Mottrie A, Schatteman P, Fonteyne E, Rotering J, Stöckle M, Siemer S
Department of Urology, Onze-Lieve-Vrouw Clinic, Moorselbaan 164, 9300 Aalst, Belgien.
Urologe A. 2008 Apr;47(4):414, 416-9. doi: 10.1007/s00120-008-1655-z.

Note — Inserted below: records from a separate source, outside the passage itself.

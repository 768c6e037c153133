// ABOUTME: Provider connectivity state shared by the connection and notification channels

/// Whether source control is switched off, misconfigured, or usable.
#[derive(Debug, Clone, Copy, PartialEq, Eq, Hash, Default)]
#[cfg_attr(feature = "serde", derive(serde::Serialize, serde::Deserialize))]
pub enum ConnectionState {
    #[default]
    Disabled,
    ConfigurationInvalid,
    Active,
}

impl ConnectionState {
    pub fn is_active(self) -> bool {
        self == Self::Active
    }

    pub fn description(self) -> &'static str {
        match self {
            Self::Disabled => "Disabled",
            Self::ConfigurationInvalid => "Configuration invalid",
            Self::Active => "Active",
        }
    }
}

impl std::fmt::Display for ConnectionState {
    fn fmt(&self, f: &mut std::fmt::Formatter<'_>) -> std::fmt::Result {
        f.write_str(self.description())
    }
}
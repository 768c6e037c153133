// ABOUTME: Connection channel for enabling the backend, trust and connection settings
// ABOUTME: Also provides ConnectionStateTracker, which broadcasts only real state transitions

use parking_lot::{Mutex, RwLock};
use sourcebus_logging::{debug, info, instrument};
use sourcebus_types::{ConnectionState, SettingInfo};
use std::sync::Arc;

use crate::error::{BusError, ChannelKind};
use crate::responder::{Notifier, SettingResponder};
use crate::response::{Response, setting_channel};
use crate::scheduler::{Completion, Origin, RequestId, Scheduler, SettingHandler};

/// Implemented by the backend that owns connectivity, trust and settings.
///
/// The boolean and state queries are answered from local state and must not
/// block. Setting requests are answered through the [`SettingResponder`].
pub trait SourceControlConnection: Send + Sync {
    fn enable_source_control(&self, enable: bool);

    fn is_active(&self) -> bool;

    /// Accept or reject the server certificate with the given fingerprint
    fn enable_trust(&self, enable: bool, fingerprint: &str);

    fn has_trust_issue(&self) -> bool;

    fn set_connection_setting(&self, key: &str, value: &str, responder: SettingResponder);

    /// Unknown keys should answer `SettingStatus::Invalid`
    fn get_connection_setting(&self, key: &str, responder: SettingResponder);

    fn source_control_state(&self) -> ConnectionState {
        ConnectionState::Disabled
    }
}

pub struct ConnectionChannel {
    provider: RwLock<Option<Arc<dyn SourceControlConnection>>>,
    scheduler: Arc<Scheduler>,
}

impl ConnectionChannel {
    pub(crate) fn new(scheduler: Arc<Scheduler>) -> Self {
        Self {
            provider: RwLock::new(None),
            scheduler,
        }
    }

    pub(crate) fn bind(&self, provider: Arc<dyn SourceControlConnection>) -> Result<(), BusError> {
        let mut slot = self.provider.write();
        if slot.is_some() {
            return Err(BusError::AlreadyBound {
                channel: ChannelKind::Connection,
            });
        }
        *slot = Some(provider);
        Ok(())
    }

    pub(crate) fn unbind(&self) -> Result<Arc<dyn SourceControlConnection>, BusError> {
        self.provider.write().take().ok_or(BusError::NotBound {
            channel: ChannelKind::Connection,
        })
    }

    pub fn is_bound(&self) -> bool {
        self.provider.read().is_some()
    }

    fn provider(&self) -> Option<Arc<dyn SourceControlConnection>> {
        self.provider.read().clone()
    }

    #[instrument(skip(self))]
    pub fn enable_source_control(&self, enable: bool) {
        match self.provider() {
            Some(provider) => provider.enable_source_control(enable),
            None => debug!(enable, "No connection provider bound; ignoring enable request"),
        }
    }

    pub fn is_active(&self) -> bool {
        self.provider().is_some_and(|p| p.is_active())
    }

    #[instrument(skip(self))]
    pub fn enable_trust(&self, enable: bool, fingerprint: &str) {
        match self.provider() {
            Some(provider) => provider.enable_trust(enable, fingerprint),
            None => debug!(enable, "No connection provider bound; ignoring trust decision"),
        }
    }

    pub fn has_trust_issue(&self) -> bool {
        self.provider().is_some_and(|p| p.has_trust_issue())
    }

    pub fn source_control_state(&self) -> ConnectionState {
        self.provider()
            .map_or(ConnectionState::Disabled, |p| p.source_control_state())
    }

    #[instrument(skip(self, value, handler))]
    pub fn set_connection_setting(
        &self,
        key: &str,
        value: &str,
        handler: impl FnOnce(SettingInfo) + Send + 'static,
    ) -> RequestId {
        self.issue(key, Some(value), Box::new(handler))
    }

    #[instrument(skip(self, handler))]
    pub fn get_connection_setting(
        &self,
        key: &str,
        handler: impl FnOnce(SettingInfo) + Send + 'static,
    ) -> RequestId {
        self.issue(key, None, Box::new(handler))
    }

    pub fn set_setting(&self, key: &str, value: &str) -> Response<SettingInfo> {
        let (handler, into_response) = setting_channel();
        into_response(self.issue(key, Some(value), handler))
    }

    pub fn setting(&self, key: &str) -> Response<SettingInfo> {
        let (handler, into_response) = setting_channel();
        into_response(self.issue(key, None, handler))
    }

    /// `value` is `Some` for updates and `None` for queries
    fn issue(&self, key: &str, value: Option<&str>, handler: SettingHandler) -> RequestId {
        let id = self.scheduler.register_setting(key, handler);

        let Some(provider) = self.provider() else {
            debug!(request_id = %id, key, "No connection provider bound");
            self.scheduler.inbox().push(Completion::Setting {
                id,
                info: SettingInfo::default(),
                origin: Origin::Unbound,
            });
            return id;
        };

        let responder = SettingResponder::new(id, key.to_string(), self.scheduler.inbox());
        match value {
            Some(value) => provider.set_connection_setting(key, value, responder),
            None => provider.get_connection_setting(key, responder),
        }
        id
    }
}

impl std::fmt::Debug for ConnectionChannel {
    fn fmt(&self, f: &mut std::fmt::Formatter<'_>) -> std::fmt::Result {
        f.debug_struct("ConnectionChannel")
            .field("bound", &self.is_bound())
            .finish()
    }
}

/// Connection state holder for providers.
///
/// Each real transition queues a `ConnectivityStateChanged` notification;
/// setting the current state again does nothing.
#[derive(Debug)]
pub struct ConnectionStateTracker {
    state: Mutex<ConnectionState>,
    notifier: Notifier,
}

impl ConnectionStateTracker {
    pub fn new(notifier: Notifier) -> Self {
        Self {
            state: Mutex::new(ConnectionState::Disabled),
            notifier,
        }
    }

    pub fn state(&self) -> ConnectionState {
        *self.state.lock()
    }

    /// Returns true if the state changed
    pub fn transition(&self, next: ConnectionState) -> bool {
        let mut state = self.state.lock();
        if *state == next {
            return false;
        }
        let previous = std::mem::replace(&mut *state, next);
        info!(from = %previous, to = %next, "Source control connectivity changed");
        // Queue while holding the lock so concurrent transitions broadcast in order
        self.notifier.connectivity_state_changed(next);
        true
    }

    /// Apply an enable/disable request given whether the configuration is usable
    pub fn apply_enable(&self, enable: bool, config_valid: bool) -> bool {
        self.transition(match (enable, config_valid) {
            (false, _) => ConnectionState::Disabled,
            (true, true) => ConnectionState::Active,
            (true, false) => ConnectionState::ConfigurationInvalid,
        })
    }

    /// Re-check the configuration of an enabled connection. Does nothing while disabled.
    pub fn revalidate(&self, config_valid: bool) -> bool {
        if self.state() == ConnectionState::Disabled {
            return false;
        }
        self.apply_enable(true, config_valid)
    }

    pub fn notifier(&self) -> &Notifier {
        &self.notifier
    }
}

Recent reports have demonstrated that robot-assisted laparoscopic cystectomy is technically feasible. However, wide-spread acceptance of this promising technique is limited due to long operating times and lacking long-term data especially on oncological outcome. After establishing robot-assisted laparoscopic prostatectomy (n=250) we report technical and functional results of a large series of patients undergoing laparoscopic cystectomy with the da Vinci surgical system (DVSS).27 patients (24 males) underwent laparoscopic radical cystectomy with the DVSS (Intuitive Surgical) between Jan 2004 and Dec 2006. Indications for cystectomy were muscle-invasive transitional cell carcinoma (TCC) or leiomyosarcoma of the urinary bladder (n=24) and bladder shrinking following prior radiotherapy for TCC (n=3). A pelvic lymphadenectomy was routine part of the procedure. Urinary diversions were ilieal conduits (n=19) and ileal neobladders (n=8). Mean operating time was 340 minutes (range 150-450) with a mean blood loss of 301 mL (range 50-550). The mean number of lymph nodes retrieved during lymphadenectomy was 23. Surgical margins were negative except in one case. After a mean follow-up of 10.2 months, 2 perioperative (anastomotic leakage, adhesions) and 3 postoperative complications (ileus, intestinal fistula) occurred. 6/7 patients reported satisfying erectile function following nerve-sparing surgery. Day-time continence was completely restored after a mean 3.5 months in 7/8 patients.Robot-assisted laparoscopic cystectomy is a safe procedure. Satisfying functional and oncological short-term results can be achieved within acceptable operating time limits.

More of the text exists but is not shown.